TV remote controls are complicated enough without having to browse the web with them - the D-pad is the most common controller. Second screens are becoming the main inputs. Voice input will come along. Assume there's a D-pad and everything else is a bonus, or rather a problem. [I disagree, layered input can be done with some thought.]
The problem is that people find that browsing the web on TVs is slow and annoying. 2013 Smart TVs are about as powerful as and iPhone 3GS. TV browsers also score very low on browser feature support - some don't even run the browser benchmarks. The average lifetime of a TV is seven years - this is a new browser graveyard. We make the web on TV by bolting on add-ons. We use the TV as just a screen.

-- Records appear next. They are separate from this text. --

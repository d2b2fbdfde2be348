//! Export: sprite sheet packing and engine code bindings

use image::RgbaImage;
use kiln_core::{slug, GeneratedSprite, KilnError, Result, SpriteId, SpriteSheetMetadata};
use serde::{Deserialize, Serialize};
use std::fmt;
use std::io::Cursor;
use std::str::FromStr;

/// Widest grid produced by `pack_sheet`
pub const MAX_SHEET_COLUMNS: u32 = 8;

/// Engine the code bindings are rendered for
#[derive(Debug, Clone, Copy, PartialEq, Eq, Hash, Default, Serialize, Deserialize)]
#[serde(rename_all = "lowercase")]
pub enum TargetEngine {
    Phaser,
    Godot,
    Unity,
    #[default]
    Generic,
}

impl TargetEngine {
    pub fn as_str(&self) -> &'static str {
        match self {
            TargetEngine::Phaser => "phaser",
            TargetEngine::Godot => "godot",
            TargetEngine::Unity => "unity",
            TargetEngine::Generic => "generic",
        }
    }

    /// Extension of the bindings file
    pub fn extension(&self) -> &'static str {
        match self {
            TargetEngine::Phaser => "js",
            TargetEngine::Godot => "gd",
            TargetEngine::Unity => "cs",
            TargetEngine::Generic => "json",
        }
    }
}

impl fmt::Display for TargetEngine {
    fn fmt(&self, f: &mut fmt::Formatter<'_>) -> fmt::Result {
        f.write_str(self.as_str())
    }
}

impl FromStr for TargetEngine {
    type Err = KilnError;

    fn from_str(s: &str) -> Result<Self> {
        match s.trim().to_lowercase().as_str() {
            "phaser" | "phaser3" => Ok(TargetEngine::Phaser),
            "godot" => Ok(TargetEngine::Godot),
            "unity" => Ok(TargetEngine::Unity),
            "generic" | "json" => Ok(TargetEngine::Generic),
            other => Err(KilnError::Configuration(format!(
                "unknown target engine '{}'",
                other
            ))),
        }
    }
}

/// Clip settings applied to a packed sheet
#[derive(Debug, Clone, PartialEq)]
pub struct ClipSpec {
    pub name: String,
    pub frame_rate: f32,
    pub looping: bool,
}

/// A PNG sprite sheet and its layout
#[derive(Debug, Clone)]
pub struct PackedSheet {
    pub data: Vec<u8>,
    pub metadata: SpriteSheetMetadata,
}

/// File name used for a sprite's sheet
pub fn sheet_file_name(id: &SpriteId) -> String {
    format!("{}_sheet.png", id)
}

/// File name used for a sprite's bindings
pub fn bindings_file_name(id: &SpriteId, engine: TargetEngine) -> String {
    format!("{}.{}", id, engine.extension())
}

/// Pack equally sized frames row-major into a grid sheet
pub fn pack_sheet(frames: &[GeneratedSprite], clip: Option<&ClipSpec>) -> Result<PackedSheet> {
    let first = frames
        .first()
        .ok_or_else(|| KilnError::InvalidSheet("no frames to pack".to_string()))?;
    let (fw, fh) = (first.width, first.height);

    let mut metadata = SpriteSheetMetadata::grid(fw, fh, frames.len() as u32, MAX_SHEET_COLUMNS)?;
    let mut sheet = RgbaImage::new(metadata.width, metadata.height);

    for (frame, cell) in frames.iter().zip(&metadata.frames) {
        let pixels = frame.decode()?;
        if pixels.dimensions() != (fw, fh) {
            return Err(KilnError::InvalidSheet(format!(
                "frame {} is {}x{} but the sheet uses {}x{} cells",
                cell.index,
                pixels.width(),
                pixels.height(),
                fw,
                fh
            )));
        }
        image::imageops::replace(&mut sheet, &pixels, cell.bounds.x as i64, cell.bounds.y as i64);
    }

    if let Some(clip) = clip {
        if clip.frame_rate > 0.0 {
            let duration = (1000.0 / clip.frame_rate).round() as u32;
            for frame in &mut metadata.frames {
                frame.duration_ms = Some(duration);
            }
        }
        metadata = metadata.with_clip(&clip.name, clip.frame_rate, clip.looping);
    }
    metadata.validate()?;

    let mut cursor = Cursor::new(Vec::new());
    sheet
        .write_to(&mut cursor, image::ImageFormat::Png)
        .map_err(|e| KilnError::Image(format!("failed to encode sheet: {}", e)))?;

    Ok(PackedSheet {
        data: cursor.into_inner(),
        metadata,
    })
}

fn pascal_case(id: &str) -> String {
    slug(id)
        .split('_')
        .filter(|part| !part.is_empty())
        .map(|part| {
            let mut chars = part.chars();
            match chars.next() {
                Some(c) if c.is_ascii_digit() => format!("_{}", part),
                Some(c) => c.to_ascii_uppercase().to_string() + chars.as_str(),
                None => String::new(),
            }
        })
        .collect()
}

/// Render loader code for `engine`
pub fn render_bindings(
    engine: TargetEngine,
    sprite: &GeneratedSprite,
    sheet: Option<&SpriteSheetMetadata>,
) -> Result<String> {
    let code = match engine {
        TargetEngine::Phaser => phaser_bindings(sprite, sheet),
        TargetEngine::Godot => godot_bindings(sprite, sheet),
        TargetEngine::Unity => unity_bindings(sprite, sheet),
        TargetEngine::Generic => generic_bindings(sprite, sheet)?,
    };
    Ok(code)
}

fn phaser_bindings(sprite: &GeneratedSprite, sheet: Option<&SpriteSheetMetadata>) -> String {
    let key = sprite.id.as_str();
    let name = pascal_case(key);
    let mut lines = vec![
        "// Generated by kiln".to_string(),
        format!("export function preload{}(scene) {{", name),
    ];
    match sheet {
        Some(sheet) => {
            lines.push(format!(
                "  scene.load.spritesheet('{}', '{}', {{ frameWidth: {}, frameHeight: {} }});",
                key,
                sheet_file_name(&sprite.id),
                sheet.frame_width,
                sheet.frame_height
            ));
            lines.push("}".to_string());
            lines.push(String::new());
            lines.push(format!("export function create{}Animations(scene) {{", name));
            for clip in &sheet.animations {
                let first = clip.frames.first().copied().unwrap_or(0);
                let last = clip.frames.last().copied().unwrap_or(0);
                lines.push(format!(
                    "  scene.anims.create({{ key: '{}_{}', frames: scene.anims.generateFrameNumbers('{}', {{ start: {}, end: {} }}), frameRate: {}, repeat: {} }});",
                    key,
                    clip.name,
                    key,
                    first,
                    last,
                    clip.frame_rate,
                    if clip.looping { -1 } else { 0 }
                ));
            }
        }
        None => {
            lines.push(format!("  scene.load.image('{}', '{}');", key, sprite.file_name()));
        }
    }
    lines.push("}".to_string());
    lines.join("\n") + "\n"
}

fn godot_bindings(sprite: &GeneratedSprite, sheet: Option<&SpriteSheetMetadata>) -> String {
    let mut lines = vec!["# Generated by kiln".to_string()];
    match sheet {
        Some(sheet) => {
            lines.push("extends AnimatedSprite2D".to_string());
            lines.push(String::new());
            lines.push(format!(
                "const SHEET := preload(\"res://{}\")",
                sheet_file_name(&sprite.id)
            ));
            lines.push(format!(
                "const FRAME_SIZE := Vector2({}, {})",
                sheet.frame_width, sheet.frame_height
            ));
            lines.push(format!("const COLUMNS := {}", sheet.columns()));
            lines.push(String::new());
            lines.push("func _ready() -> void:".to_string());
            lines.push("\tvar frames := SpriteFrames.new()".to_string());
            for clip in &sheet.animations {
                lines.push(format!("\tframes.add_animation(\"{}\")", clip.name));
                lines.push(format!(
                    "\tframes.set_animation_speed(\"{}\", {:.1})",
                    clip.name, clip.frame_rate
                ));
                lines.push(format!(
                    "\tframes.set_animation_loop(\"{}\", {})",
                    clip.name, clip.looping
                ));
                let indices: Vec<String> = clip.frames.iter().map(|i| i.to_string()).collect();
                lines.push(format!("\tfor i in [{}]:", indices.join(", ")));
                lines.push("\t\tvar atlas := AtlasTexture.new()".to_string());
                lines.push("\t\tatlas.atlas = SHEET".to_string());
                lines.push(
                    "\t\tatlas.region = Rect2(Vector2(i % COLUMNS, i / COLUMNS) * FRAME_SIZE, FRAME_SIZE)"
                        .to_string(),
                );
                lines.push(format!("\t\tframes.add_frame(\"{}\", atlas)", clip.name));
            }
            lines.push("\tsprite_frames = frames".to_string());
            if let Some(clip) = sheet.animations.first() {
                lines.push(format!("\tplay(\"{}\")", clip.name));
            }
        }
        None => {
            lines.push("extends Sprite2D".to_string());
            lines.push(String::new());
            lines.push("func _ready() -> void:".to_string());
            lines.push(format!("\ttexture = preload(\"res://{}\")", sprite.file_name()));
        }
    }
    lines.join("\n") + "\n"
}

fn unity_bindings(sprite: &GeneratedSprite, sheet: Option<&SpriteSheetMetadata>) -> String {
    let class = format!("{}Sprite", pascal_case(sprite.id.as_str()));
    let mut lines = vec![
        "// Generated by kiln".to_string(),
        "using UnityEngine;".to_string(),
        String::new(),
        format!("public static class {}", class),
        "{".to_string(),
    ];
    match sheet {
        Some(sheet) => {
            lines.push(format!(
                "    public const string Texture = \"{}\";",
                sheet_file_name(&sprite.id)
            ));
            lines.push(format!("    public const int FrameWidth = {};", sheet.frame_width));
            lines.push(format!("    public const int FrameHeight = {};", sheet.frame_height));
            if let Some(clip) = sheet.animations.first() {
                lines.push(format!("    public const string Clip = \"{}\";", clip.name));
                lines.push(format!("    public const float FrameRate = {:.1}f;", clip.frame_rate));
                lines.push(format!("    public const bool Loop = {};", clip.looping));
            }
            // Unity rects start at the bottom-left corner
            lines.push("    public static readonly Rect[] Frames =".to_string());
            lines.push("    {".to_string());
            for frame in &sheet.frames {
                let b = &frame.bounds;
                lines.push(format!(
                    "        new Rect({}, {}, {}, {}),",
                    b.x,
                    sheet.height - b.y - b.h,
                    b.w,
                    b.h
                ));
            }
            lines.push("    };".to_string());
        }
        None => {
            lines.push(format!("    public const string Texture = \"{}\";", sprite.file_name()));
            lines.push(format!("    public const int Width = {};", sprite.width));
            lines.push(format!("    public const int Height = {};", sprite.height));
        }
    }
    lines.push("}".to_string());
    lines.join("\n") + "\n"
}

fn generic_bindings(sprite: &GeneratedSprite, sheet: Option<&SpriteSheetMetadata>) -> Result<String> {
    let doc = serde_json::json!({
        "id": sprite.id,
        "file": sprite.file_name(),
        "width": sprite.width,
        "height": sprite.height,
        "format": sprite.format,
        "content_hash": sprite.content_hash,
        "sheet_file": sheet.map(|_| sheet_file_name(&sprite.id)),
        "sheet": sheet,
    });
    serde_json::to_string_pretty(&doc)
        .map_err(|e| KilnError::Configuration(format!("failed to render bindings: {}", e)))
}

#[cfg(test)]
mod tests {
    use super::*;
    use kiln_core::SpriteMetadata;

    fn frame(id: &str, w: u32, h: u32, shade: u8) -> GeneratedSprite {
        let img = RgbaImage::from_pixel(w, h, image::Rgba([shade, shade, shade, 255]));
        GeneratedSprite::from_rgba(
            SpriteId::from_raw(id),
            &img,
            SpriteMetadata::new("character", "pixel-art", "side-view"),
        )
        .unwrap()
    }

    fn walk_clip() -> ClipSpec {
        ClipSpec {
            name: "walk".to_string(),
            frame_rate: 10.0,
            looping: true,
        }
    }

    #[test]
    fn test_pack_sheet_layout() {
        let frames: Vec<GeneratedSprite> = (0..10).map(|i| frame("hero", 16, 16, i * 20)).collect();
        let packed = pack_sheet(&frames, Some(&walk_clip())).unwrap();
        assert_eq!(packed.metadata.columns(), MAX_SHEET_COLUMNS);
        assert_eq!((packed.metadata.width, packed.metadata.height), (128, 32));
        assert_eq!(packed.metadata.frames[9].duration_ms, Some(100));
        assert_eq!(packed.metadata.animations[0].frames.len(), 10);

        let sheet = image::load_from_memory(&packed.data).unwrap().to_rgba8();
        assert_eq!(sheet.get_pixel(16, 0).0, [20, 20, 20, 255]);
        assert_eq!(sheet.get_pixel(16, 16).0, [180, 180, 180, 255]);
    }

    #[test]
    fn test_pack_sheet_rejects_mixed_sizes() {
        let frames = vec![frame("a", 16, 16, 0), frame("b", 8, 8, 0)];
        assert!(matches!(
            pack_sheet(&frames, None),
            Err(KilnError::InvalidSheet(_))
        ));
        assert!(pack_sheet(&[], None).is_err());
    }

    #[test]
    fn test_engine_parse() {
        assert_eq!("Phaser".parse::<TargetEngine>().unwrap(), TargetEngine::Phaser);
        assert!("unreal".parse::<TargetEngine>().is_err());
    }

    #[test]
    fn test_phaser_bindings() {
        let frames: Vec<GeneratedSprite> = (0..4).map(|_| frame("fire_dragon", 8, 8, 1)).collect();
        let packed = pack_sheet(&frames, Some(&walk_clip())).unwrap();
        let code = render_bindings(TargetEngine::Phaser, &frames[0], Some(&packed.metadata)).unwrap();
        assert!(code.contains("export function preloadFireDragon(scene)"));
        assert!(code.contains("fire_dragon_sheet.png"));
        assert!(code.contains("end: 3"));
        assert!(code.contains("repeat: -1"));
    }

    #[test]
    fn test_godot_and_unity_bindings() {
        let frames: Vec<GeneratedSprite> = (0..2).map(|_| frame("slime", 8, 8, 1)).collect();
        let packed = pack_sheet(&frames, Some(&walk_clip())).unwrap();
        let gd = render_bindings(TargetEngine::Godot, &frames[0], Some(&packed.metadata)).unwrap();
        assert!(gd.contains("extends AnimatedSprite2D"));
        assert!(gd.contains("play(\"walk\")"));

        let cs = render_bindings(TargetEngine::Unity, &frames[0], Some(&packed.metadata)).unwrap();
        assert!(cs.contains("public static class SlimeSprite"));
        assert!(cs.contains("new Rect(8, 0, 8, 8),"));
    }

    #[test]
    fn test_generic_bindings_single_sprite() {
        let sprite = frame("coin", 8, 8, 1);
        let json = render_bindings(TargetEngine::Generic, &sprite, None).unwrap();
        let doc: serde_json::Value = serde_json::from_str(&json).unwrap();
        assert_eq!(doc["file"], "coin.png");
        assert!(doc["sheet"].is_null());
    }
}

Is it possible to design for all devices? Maybe responsive design isn't the best thing - TVs are very different. Some sites have a 'big screen' mode that has to be activated. [Or we need to change the way we approach "desktop" design.] Responsive, content-driven sites work well. If it's easy to read on a small screen, it's easy to read on big screens. User agent sniffing often puts TVs in the wrong category. Screen size doesn't give us a complete picture of what we need to know to design an appropriate UI. The TV media type should be able to fix this but all devices respond to screen - this is our own fault, we only use screen. There are no features we can detect for a TV and user agent sniffing doesn't work. Couch mode is a user triggered setting that changes the base font size. We should be defining our dimensions in em not px.
The next generation of consoles are looking to address some of the practical issues. Maybe all we need is something like Chromecast that does screen sharing but it still doesn't solve the problems. Wearable technology, second screens and other things in the future will make this more complicated. We can't provide all the answers for our users - they will have to provide the context. Solve the problems we can solve, when you can't then ask the user what to do.